A new study by the Utah Foundation predicts the booming growth, and a separate panel discussion Thursday by the League of Women Voters addressed planning needed to handle it.
Examples of predicted growth by 2050:
Utah, from 2.9 million residents to 5.4 million, up 86%.
Utah County, from 516,564 to 1.22 million, up 136%.
Salt Lake County, from 1.03 million to 1.66 million, up 61%.
Eagle Mountain, from 21,415 to 114,000, up 434%.
Saratoga Springs, from 17,781 to 107,900, up 507%.
Counties neighboring the Wasatch Front: Wasatch, up 225%; Tooele, 171%; Summit, 143%; Juab, 128%; Morgan, 115%; Cache, 106%.
Source: The Utah Foundation.
"That means we need to generate over a million new jobs and provide better housing and transportation — and that is a big challenge," Alan Matheson, planning coordinator and environmental adviser to Gov. Gary Herbert, said at the discussion.
The foundation’s study projects that Utah will not only double its population in 2050, but it will be more diverse and increasingly urban — with especially large population booms coming to areas around the fringe of the Wasatch Front where more open land is available.
For example in Utah County, it foresees Eagle Mountain skyrocketing from 21,415 residents now to 114,400, and Saratoga Springs going from 17,781 to 107,900 — with many small cities there facing similar booms.
It projects Utah County growing overall by 700,000 people, or more even than the 630,000 new people expected in Salt Lake County by 2050.
And several counties neighboring the Wasatch Front are expected to more than double in population: Wasatch County by 225 percent; Tooele by 171 percent; Summit by 143 percent; Juab by 128 percent; Morgan by 115 percent; and Cache by 106 percent.

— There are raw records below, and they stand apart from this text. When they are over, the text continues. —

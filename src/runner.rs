use anyhow::{bail, Context};
use std::sync::Arc;
use std::time::Duration;
use tokio::net::TcpListener;
use tokio_util::sync::CancellationToken;

use crate::cli::{Cli, Commands};
use bounty_watch::api::{self, AppState};
use bounty_watch::config::Config;
use bounty_watch::discover::{ExpansionSettings, SubfinderExpander};
use bounty_watch::enrich::{enrich_many, HttpxEnricher};
use bounty_watch::http_client::{create_probe_client, create_registry_client};
use bounty_watch::model::{DomainStatus, StatusChange};
use bounty_watch::orchestrator::{Orchestrator, ScanSettings};
use bounty_watch::output::write_jsonl;
use bounty_watch::probe::{BatchProber, HttpProber};
use bounty_watch::processor::ProgramProcessor;
use bounty_watch::registry::HackerOneClient;
use bounty_watch::store::{self, Store};

const REGISTRY_TIMEOUT: Duration = Duration::from_secs(30);

pub async fn run_from_cli(cli: Cli) -> anyhow::Result<()> {
    // Our crate at the requested level; sqlx logs every statement at info, so keep it quiet.
    use tracing_subscriber::EnvFilter;
    let crate_level = if cli.debug { "debug" } else if cli.verbose { "info" } else { "warn" };
    let serving = matches!(cli.command, Commands::Serve { .. });
    let crate_level = if serving && crate_level == "warn" { "info" } else { crate_level };
    let filter_str = format!(
        "bounty_watch={crate},sqlx=warn,reqwest=info,hyper=info,h2=info",
        crate = crate_level
    );
    let env_filter = EnvFilter::try_new(&filter_str).unwrap_or_else(|_| EnvFilter::new(crate_level));
    tracing_subscriber::fmt()
        .with_env_filter(env_filter)
        .with_ansi(true)
        .with_target(false)
        .init();

    let mut config = Config::load(cli.config.as_deref())?;
    if let Some(db) = cli.db {
        config.database_path = db;
    }

    match cli.command {
        Commands::Serve { bind, no_initial_scan } => {
            if let Some(bind) = bind {
                config.bind = bind;
            }
            config.validate()?;
            serve(config, !no_initial_scan).await
        }
        Commands::Scan => {
            config.validate()?;
            scan_once(config).await
        }
        Commands::Stats => {
            let store = store::open(&config.database_path).await?;
            let stats = store.stats().await?;
            println!("{}", serde_json::to_string_pretty(&stats)?);
            Ok(())
        }
        Commands::Changes { unnotified, limit, jsonl } => {
            let store = store::open(&config.database_path).await?;
            let changes = store.list_status_changes(unnotified, limit).await?;
            for change in &changes {
                println!("{}", format_change(change));
            }
            if let Some(path) = jsonl {
                let written = write_jsonl(&path, &changes)
                    .with_context(|| format!("failed to write {}", path.display()))?;
                tracing::info!(written, path = %path.display(), "exported status changes");
            }
            Ok(())
        }
        Commands::Ack { id } => {
            let store = store::open(&config.database_path).await?;
            if !store.mark_notified(id).await? {
                bail!("status change {} not found", id);
            }
            println!("status change {} marked notified", id);
            Ok(())
        }
        Commands::Enrich { program, limit } => {
            config.validate()?;
            enrich_program(config, &program, limit).await
        }
    }
}

fn format_change(change: &StatusChange) -> String {
    let marker = if change.is_recovery() { " [recovered]" } else { "" };
    let notified = if change.notified { " (notified)" } else { "" };
    format!(
        "#{} {} {} [{}] {} -> {}{}{}",
        change.id,
        change.changed_at.format("%Y-%m-%d %H:%M:%S"),
        change.domain,
        change.program,
        change.old_status,
        change.new_status,
        marker,
        notified
    )
}

async fn build(config: &Config) -> anyhow::Result<(Arc<dyn Store>, Orchestrator)> {
    if config.registry_token.is_empty() {
        bail!("no registry token: set HACKERONE_TOKEN or write it to .hackerone_token");
    }
    let store = store::open(&config.database_path).await?;

    let registry_client = create_registry_client(REGISTRY_TIMEOUT)?;
    let registry = Arc::new(HackerOneClient::new(
        registry_client,
        &config.registry_url,
        &config.registry_token,
        config.page_delay(),
    )?);

    let probe_client = create_probe_client(config.probe_timeout(), 2)?;
    let prober = BatchProber::new(
        Arc::new(HttpProber::new(probe_client, config.probe_timeout())),
        config.probe_workers,
        config.grace_period(),
    );
    let expansion = ExpansionSettings {
        concurrency: config.expansion_concurrency,
        per_domain_timeout: config.expansion_timeout(),
        batch_timeout: config.expansion_batch_timeout(),
        grace: config.grace_period(),
    };
    let processor = Arc::new(ProgramProcessor::new(
        registry.clone(),
        Arc::new(SubfinderExpander::new()),
        store.clone(),
        prober,
        expansion,
    ));
    let orchestrator = Orchestrator::new(
        registry,
        processor,
        ScanSettings {
            program_concurrency: config.program_concurrency,
            deadline: config.scan_deadline(),
            grace: config.grace_period(),
        },
    );
    Ok((store, orchestrator))
}

/// Token cancelled on Ctrl-C or SIGTERM.
fn shutdown_on_signal() -> CancellationToken {
    let token = CancellationToken::new();
    let signal = token.clone();
    tokio::spawn(async move {
        wait_for_signal().await;
        tracing::info!("shutdown requested");
        signal.cancel();
    });
    token
}

async fn wait_for_signal() {
    let ctrl_c = async {
        if let Err(e) = tokio::signal::ctrl_c().await {
            tracing::warn!(error = %e, "cannot listen for Ctrl-C");
            std::future::pending::<()>().await;
        }
    };

    #[cfg(unix)]
    let terminate = async {
        use tokio::signal::unix::{signal, SignalKind};
        match signal(SignalKind::terminate()) {
            Ok(mut sigterm) => {
                sigterm.recv().await;
            }
            Err(e) => {
                tracing::warn!(error = %e, "cannot listen for SIGTERM");
                std::future::pending::<()>().await;
            }
        }
    };
    #[cfg(not(unix))]
    let terminate = std::future::pending::<()>();

    tokio::select! {
        _ = ctrl_c => {}
        _ = terminate => {}
    }
}

async fn serve(config: Config, initial_scan: bool) -> anyhow::Result<()> {
    let (store, orchestrator) = build(&config).await?;
    let shutdown = shutdown_on_signal();

    let listener = TcpListener::bind(&config.bind)
        .await
        .with_context(|| format!("failed to bind {}", config.bind))?;
    let mut api_task = tokio::spawn(api::serve(listener, AppState { store }, shutdown.clone()));

    tracing::info!(
        interval_secs = config.scan_interval_secs,
        initial_scan,
        "scheduler started"
    );
    tokio::select! {
        _ = orchestrator.run_periodic(config.scan_interval(), initial_scan, &shutdown) => {}
        res = &mut api_task => {
            shutdown.cancel();
            return res.context("API task panicked")?;
        }
    }

    shutdown.cancel();
    api_task.await.context("API task panicked")??;
    Ok(())
}

async fn scan_once(config: Config) -> anyhow::Result<()> {
    let (_store, orchestrator) = build(&config).await?;
    let shutdown = shutdown_on_signal();
    let report = orchestrator.run_scan_until(&shutdown).await?;
    println!("{}", serde_json::to_string_pretty(&report)?);
    Ok(())
}

async fn enrich_program(config: Config, program: &str, limit: usize) -> anyhow::Result<()> {
    let store = store::open(&config.database_path).await?;
    let domains: Vec<String> = store
        .list_domains_by_program(program, usize::MAX)
        .await?
        .into_iter()
        .filter(|d| d.status == DomainStatus::Up)
        .take(limit)
        .map(|d| d.name)
        .collect();
    if domains.is_empty() {
        bail!("no reachable domains known for program {}; run a scan first", program);
    }

    let shutdown = shutdown_on_signal();
    let enricher = Arc::new(HttpxEnricher::new(config.enrichment_timeout()));
    let report = enrich_many(enricher, store, program, domains, config.enrichment_concurrency, &shutdown).await;
    if report.unavailable {
        bail!("httpx not found in PATH");
    }
    println!("{}", serde_json::to_string_pretty(&report)?);
    Ok(())
}
/// Turn a raw scope entry or discovered name into a canonical domain identity.
///
/// Strips the scheme, path, port and wildcard marker, in that order, trimming
/// whitespace around the result. Returns `None` when nothing usable remains. Case is preserved.
pub fn normalize(raw: &str) -> Option<String> {
    let mut s = raw;
    if let Some(rest) = s.strip_prefix("https://") {
        s = rest;
    } else if let Some(rest) = s.strip_prefix("http://") {
        s = rest;
    }

    if let Some(idx) = s.find('/') {
        s = &s[..idx];
    }
    if let Some(idx) = s.find(':') {
        s = &s[..idx];
    }
    // Repeat until stable so stacked or space-padded wildcards cannot survive a pass.
    let mut s = s.trim();
    while let Some(rest) = s.strip_prefix("*.") {
        s = rest.trim();
    }

    if s.is_empty() {
        None
    } else {
        Some(s.to_string())
    }
}

/// Normalize every entry, drop rejects and duplicates. First occurrence wins the order.
pub fn normalize_all<'a, I>(raw: I) -> Vec<String>
where
    I: IntoIterator<Item = &'a str>,
{
    let mut seen = ahash::AHashSet::new();
    let mut out = Vec::new();
    for entry in raw {
        if let Some(d) = normalize(entry) {
            if seen.insert(d.clone()) {
                out.push(d);
            }
        }
    }
    out
}
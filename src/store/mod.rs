//! Change-tracking store.
//!
//! The store is the only writer of programs, domains and status changes. Every
//! backend guarantees that `record_observation` is atomic per `(domain, program)`:
//! concurrent observations of one key never lose or double-record a transition.

pub mod memory;
pub mod sqlite;

use anyhow::Result;
use async_trait::async_trait;
use chrono::{DateTime, Utc};
use std::sync::Arc;

use crate::model::{Domain, DomainInfo, DomainStatus, Observation, Program, ProgramType, Stats, StatusChange};

pub use memory::MemoryStore;
pub use sqlite::SqliteStore;

/// Path value selecting the non-persistent backend.
pub const IN_MEMORY: &str = ":memory:";

#[async_trait]
pub trait Store: Send + Sync {
    /// Insert or update a program by handle.
    async fn upsert_program(&self, program: &Program) -> Result<()>;

    /// Record one probe result.
    ///
    /// Unseen keys are created with `is_new = true` and no transition. A known key
    /// always gets `last_checked = now` and `is_new = false`; when the status differs a
    /// `StatusChange` with `notified = false` is appended in the same atomic step.
    async fn record_observation(
        &self,
        domain: &str,
        program: &str,
        status: DomainStatus,
        now: DateTime<Utc>,
    ) -> Result<Observation>;

    /// Most recently scanned first.
    async fn list_programs(&self, limit: usize) -> Result<Vec<Program>>;
    async fn list_programs_by_type(&self, program_type: ProgramType, limit: usize) -> Result<Vec<Program>>;
    async fn list_bounty_programs(&self, limit: usize) -> Result<Vec<Program>>;

    /// Domains still flagged new, most recently discovered first.
    async fn list_new_domains(&self, limit: usize) -> Result<Vec<Domain>>;
    async fn list_domains_by_program(&self, program: &str, limit: usize) -> Result<Vec<Domain>>;

    /// Most recent first.
    async fn list_status_changes(&self, only_unnotified: bool, limit: usize) -> Result<Vec<StatusChange>>;

    /// Flag a status change as delivered. Idempotent; `false` only for unknown ids.
    async fn mark_notified(&self, id: i64) -> Result<bool>;

    async fn stats(&self) -> Result<Stats>;

    async fn save_domain_info(&self, info: &DomainInfo) -> Result<()>;
    async fn get_domain_info(&self, domain: &str, program: &str) -> Result<Option<DomainInfo>>;
}

/// Open the configured backend: `:memory:` selects [`MemoryStore`], anything else is a
/// SQLite database path.
pub async fn open(path: &str) -> Result<Arc<dyn Store>> {
    if path == IN_MEMORY {
        tracing::info!("using in-memory store; nothing will be persisted");
        return Ok(Arc::new(MemoryStore::new()));
    }
    let store = SqliteStore::open(std::path::Path::new(path)).await?;
    Ok(Arc::new(store))
}
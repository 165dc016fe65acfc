use futures::stream::{FuturesUnordered, StreamExt};
use std::future::Future;
use std::sync::atomic::{AtomicUsize, Ordering};
use std::sync::Arc;
use std::time::Duration;
use tokio::sync::Semaphore;
use tokio_util::sync::CancellationToken;

/// Concurrent task executor with a fixed cap on in-flight tasks.
///
/// Tasks are spawned only after a permit is available, so the number of live
/// tasks never exceeds the cap no matter how long the input is. Once the
/// cancellation token fires, no further tasks are started.
pub struct BoundedExecutor {
    semaphore: Arc<Semaphore>,
    completed: Arc<AtomicUsize>,
    errors: Arc<AtomicUsize>,
    skipped: Arc<AtomicUsize>,
}

/// Counters after an `execute` call.
#[derive(Debug, Clone, Copy, Default, PartialEq, Eq)]
pub struct ExecutorStats {
    pub completed: usize,
    /// Tasks that panicked.
    pub errors: usize,
    /// Tasks never started because of cancellation.
    pub skipped: usize,
}

impl BoundedExecutor {
    pub fn new(concurrency: usize) -> Self {
        Self {
            semaphore: Arc::new(Semaphore::new(concurrency.max(1))),
            completed: Arc::new(AtomicUsize::new(0)),
            errors: Arc::new(AtomicUsize::new(0)),
            skipped: Arc::new(AtomicUsize::new(0)),
        }
    }

    /// Run `task_fn` over every task, at most `concurrency` at a time.
    ///
    /// Outputs arrive in completion order; `None` marks a task that panicked.
    pub async fn execute<T, F, Fut>(
        &self,
        tasks: Vec<T>,
        cancel: &CancellationToken,
        task_fn: F,
    ) -> Vec<Option<Fut::Output>>
    where
        F: Fn(T) -> Fut + Clone + Send + 'static,
        Fut: Future + Send + 'static,
        Fut::Output: Send + 'static,
        T: Send + 'static,
    {
        let mut futures = FuturesUnordered::new();
        let total = tasks.len();
        let mut started = 0usize;

        for task in tasks {
            let permit = tokio::select! {
                biased;
                _ = cancel.cancelled() => break,
                permit = self.semaphore.clone().acquire_owned() => match permit {
                    Ok(p) => p,
                    Err(_) => break,
                },
            };
            started += 1;
            let task_fn = task_fn.clone();
            let completed = self.completed.clone();

            futures.push(tokio::spawn(async move {
                let result = task_fn(task).await;
                completed.fetch_add(1, Ordering::Relaxed);
                drop(permit); // Release semaphore
                result
            }));
        }
        self.skipped.fetch_add(total - started, Ordering::Relaxed);

        let mut results = Vec::with_capacity(started);
        while let Some(result) = futures.next().await {
            match result {
                Ok(output) => results.push(Some(output)),
                Err(e) => {
                    tracing::error!(error = %e, "executor task failed");
                    self.errors.fetch_add(1, Ordering::Relaxed);
                    results.push(None);
                }
            }
        }

        results
    }

    pub fn stats(&self) -> ExecutorStats {
        ExecutorStats {
            completed: self.completed.load(Ordering::Relaxed),
            errors: self.errors.load(Ordering::Relaxed),
            skipped: self.skipped.load(Ordering::Relaxed),
        }
    }
}

/// Child token of `parent` that also cancels itself after `after`.
///
/// Drop a `drop_guard()` of the returned token when the guarded work finishes so
/// the timer task exits early.
pub fn deadline_token(parent: &CancellationToken, after: Duration) -> CancellationToken {
    let token = parent.child_token();
    let timer = token.clone();
    tokio::spawn(async move {
        tokio::select! {
            _ = tokio::time::sleep(after) => timer.cancel(),
            _ = timer.cancelled() => {}
        }
    });
    token
}

/// Drive `fut` to completion unless `cancel` fires and `grace` then elapses.
///
/// Returns `None` when the work was abandoned.
pub async fn with_grace<F: Future>(fut: F, cancel: &CancellationToken, grace: Duration) -> Option<F::Output> {
    tokio::select! {
        out = fut => Some(out),
        _ = async {
            cancel.cancelled().await;
            tokio::time::sleep(grace).await;
        } => None,
    }
}
#[async_trait]
impl Store for SqliteStore {
    async fn upsert_program(&self, program: &Program) -> Result<()> {
        sqlx::query(
            r#"
            INSERT INTO programs (handle, name, url, primary_domain, offers_bounties, program_type, last_scanned)
            VALUES (?, ?, ?, ?, ?, ?, ?)
            ON CONFLICT(handle) DO UPDATE SET
                name = excluded.name,
                url = excluded.url,
                primary_domain = excluded.primary_domain,
                offers_bounties = excluded.offers_bounties,
                program_type = excluded.program_type,
                last_scanned = excluded.last_scanned
            "#,
        )
        .bind(&program.handle)
        .bind(&program.name)
        .bind(&program.url)
        .bind(&program.primary_domain)
        .bind(program.offers_bounties)
        .bind(program.program_type.as_str())
        .bind(program.last_scanned)
        .execute(&self.pool)
        .await
        .with_context(|| format!("Failed to upsert program {}", program.handle))?;
        Ok(())
    }

    async fn record_observation(
        &self,
        domain: &str,
        program: &str,
        status: DomainStatus,
        now: DateTime<Utc>,
    ) -> Result<Observation> {
        let mut tx = self.pool.begin().await?;

        // Leading write: the transaction holds the write lock from here to commit.
        let inserted = sqlx::query(
            r#"
            INSERT INTO domains (domain, program, status, discovered_at, last_checked, is_new)
            VALUES (?, ?, ?, ?, ?, 1)
            ON CONFLICT(domain, program) DO NOTHING
            "#,
        )
        .bind(domain)
        .bind(program)
        .bind(status.as_str())
        .bind(now)
        .bind(now)
        .execute(&mut *tx)
        .await
        .with_context(|| format!("Failed to record observation for {}", domain))?
        .rows_affected();

        if inserted == 1 {
            tx.commit().await?;
            return Ok(Observation { kind: ObservationKind::Created, transition: None });
        }

        let old_status: DomainStatus = sqlx::query("SELECT status FROM domains WHERE domain = ? AND program = ?")
            .bind(domain)
            .bind(program)
            .fetch_one(&mut *tx)
            .await
            .context("Failed to read current domain status")?
            .get::<String, _>("status")
            .parse()?;

        sqlx::query("UPDATE domains SET status = ?, last_checked = ?, is_new = 0 WHERE domain = ? AND program = ?")
            .bind(status.as_str())
            .bind(now)
            .bind(domain)
            .bind(program)
            .execute(&mut *tx)
            .await
            .context("Failed to update domain")?;

        let transition = if old_status != status {
            let id = sqlx::query(
                r#"
                INSERT INTO status_changes (domain, program, old_status, new_status, changed_at, notified)
                VALUES (?, ?, ?, ?, ?, 0)
                "#,
            )
            .bind(domain)
            .bind(program)
            .bind(old_status.as_str())
            .bind(status.as_str())
            .bind(now)
            .execute(&mut *tx)
            .await
            .context("Failed to append status change")?
            .last_insert_rowid();

            Some(StatusChange {
                id,
                domain: domain.to_string(),
                program: program.to_string(),
                old_status,
                new_status: status,
                changed_at: now,
                notified: false,
            })
        } else {
            None
        };

        tx.commit().await?;
        Ok(Observation { kind: ObservationKind::Updated, transition })
    }

    async fn list_programs(&self, limit: usize) -> Result<Vec<Program>> {
        self.fetch_programs("", None, limit).await
    }

    async fn list_programs_by_type(&self, program_type: ProgramType, limit: usize) -> Result<Vec<Program>> {
        self.fetch_programs("WHERE program_type = ?", Some(program_type.as_str()), limit)
            .await
    }

    async fn list_bounty_programs(&self, limit: usize) -> Result<Vec<Program>> {
        self.fetch_programs("WHERE offers_bounties = 1", None, limit).await
    }

    async fn list_new_domains(&self, limit: usize) -> Result<Vec<Domain>> {
        self.fetch_domains("WHERE is_new = 1", None, limit).await
    }

    async fn list_domains_by_program(&self, program: &str, limit: usize) -> Result<Vec<Domain>> {
        self.fetch_domains("WHERE program = ?", Some(program), limit).await
    }

    async fn list_status_changes(&self, only_unnotified: bool, limit: usize) -> Result<Vec<StatusChange>> {
        let filter = if only_unnotified { "WHERE notified = 0" } else { "" };
        let sql = format!(
            "SELECT id, domain, program, old_status, new_status, changed_at, notified
             FROM status_changes {} ORDER BY changed_at DESC, id DESC LIMIT ?",
            filter
        );
        let rows = sqlx::query(&sql)
            .bind(clamp_limit(limit))
            .fetch_all(&self.pool)
            .await
            .context("Failed to list status changes")?;
        rows.iter().map(change_from_row).collect()
    }

    async fn mark_notified(&self, id: i64) -> Result<bool> {
        let result = sqlx::query("UPDATE status_changes SET notified = 1 WHERE id = ?")
            .bind(id)
            .execute(&self.pool)
            .await
            .with_context(|| format!("Failed to mark status change {} notified", id))?;
        Ok(result.rows_affected() > 0)
    }

    async fn stats(&self) -> Result<Stats> {
        let row = sqlx::query(
            r#"
            SELECT
                COUNT(*) AS total,
                COALESCE(SUM(CASE WHEN is_new = 1 THEN 1 ELSE 0 END), 0) AS new,
                COALESCE(SUM(CASE WHEN status = 'up' THEN 1 ELSE 0 END), 0) AS up,
                COALESCE(SUM(CASE WHEN status = 'down' THEN 1 ELSE 0 END), 0) AS down,
                COALESCE(SUM(CASE WHEN status = 'unknown' THEN 1 ELSE 0 END), 0) AS unknown
            FROM domains
            "#,
        )
        .fetch_one(&self.pool)
        .await
        .context("Failed to count domains")?;

        let programs: i64 = sqlx::query_scalar("SELECT COUNT(*) FROM programs")
            .fetch_one(&self.pool)
            .await
            .context("Failed to count programs")?;

        let count = |name: &str| row.get::<i64, _>(name).max(0) as u64;
        Ok(Stats {
            total_domains: count("total"),
            new_domains: count("new"),
            up_domains: count("up"),
            down_domains: count("down"),
            unknown_domains: count("unknown"),
            total_programs: programs.max(0) as u64,
        })
    }

    async fn save_domain_info(&self, info: &DomainInfo) -> Result<()> {
        let technologies = serde_json::to_string(&info.technologies)?;
        sqlx::query(
            r#"
            INSERT INTO domain_info (domain, program, status, status_code, title, technologies,
                                     server, content_type, content_length, last_checked)
            VALUES (?, ?, ?, ?, ?, ?, ?, ?, ?, ?)
            ON CONFLICT(domain, program) DO UPDATE SET
                status = excluded.status,
                status_code = excluded.status_code,
                title = excluded.title,
                technologies = excluded.technologies,
                server = excluded.server,
                content_type = excluded.content_type,
                content_length = excluded.content_length,
                last_checked = excluded.last_checked
            "#,
        )
        .bind(&info.domain)
        .bind(&info.program)
        .bind(info.status.as_str())
        .bind(info.status_code.map(i64::from))
        .bind(&info.title)
        .bind(technologies)
        .bind(&info.server)
        .bind(&info.content_type)
        .bind(info.content_length.and_then(|l| i64::try_from(l).ok()))
        .bind(info.last_checked)
        .execute(&self.pool)
        .await
        .with_context(|| format!("Failed to save domain info for {}", info.domain))?;
        Ok(())
    }

    async fn get_domain_info(&self, domain: &str, program: &str) -> Result<Option<DomainInfo>> {
        let row = sqlx::query(
            r#"
            SELECT domain, program, status, status_code, title, technologies,
                   server, content_type, content_length, last_checked
            FROM domain_info WHERE domain = ? AND program = ?
            "#,
        )
        .bind(domain)
        .bind(program)
        .fetch_optional(&self.pool)
        .await
        .context("Failed to load domain info")?;

        row.as_ref().map(info_from_row).transpose()
    }
}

The big increases for Utah County and those just outside the Wasatch Front are predicted because "Salt Lake and Davis counties are nearly built out, and thus most new development will likely be farther from existing city centers," the study said.
Andrew Gruber, executive director of the Wasatch Front Regional Council, told the panel discussion, "We only have a limited amount of undeveloped land now on the Wasatch Front," and said about 300 square miles of current open land is expected to be developed to handle the new growth. So growth will spill over into neighboring counties.
Even with expansion into outer counties, Gruber said, "There is not enough room for everybody to live in large-lot, single-family homes, and there’s not enough room for [new] roads to accommodate the population growth."
So cities and counties have joined in an effort, called Wasatch Choice for 2040, that seeks to cluster much of it — but not all — in high-density town centers around mass-transit stations. People could live, work and seek entertainment in a walkable community, and maybe not need cars.
Gruber said such a lifestyle would conserve water by not irrigating large lawns; reduce congestion by reducing driving; improve air quality; and even save electricity with more efficient designs.
He said if a major slice of growth occurs in those town centers, "That creates the opportunity to preserve the character of existing suburban or even rural communities."
The study also sees Utah becoming more diverse, because most growth among the young now is occurring among minorities.
"If you will go to a classroom in Salt Lake County, you will see the future for Utah," Gruber said. "There are 102 languages being spoke in homes around Utah. Salt Lake County by 2050 will have a ‘majority-minority’ population."
While children currently comprise the largest slice of Utah’s population, the study said growth projections "suggest that in about 25 years the age structure will flip and those 60 years and older will become the largest segment of the population."
Mallory Bateman, Utah Foundation research analyst, said, "The demographic changes over the next few decades will require additional planning efforts relating to our aging communities, more diverse school population and the location and type of new development."
Matheson, the governor’s planning coordinator, said Utah is up for the challenge. "Willingness to collaborate and concern for the future are going to get us through this."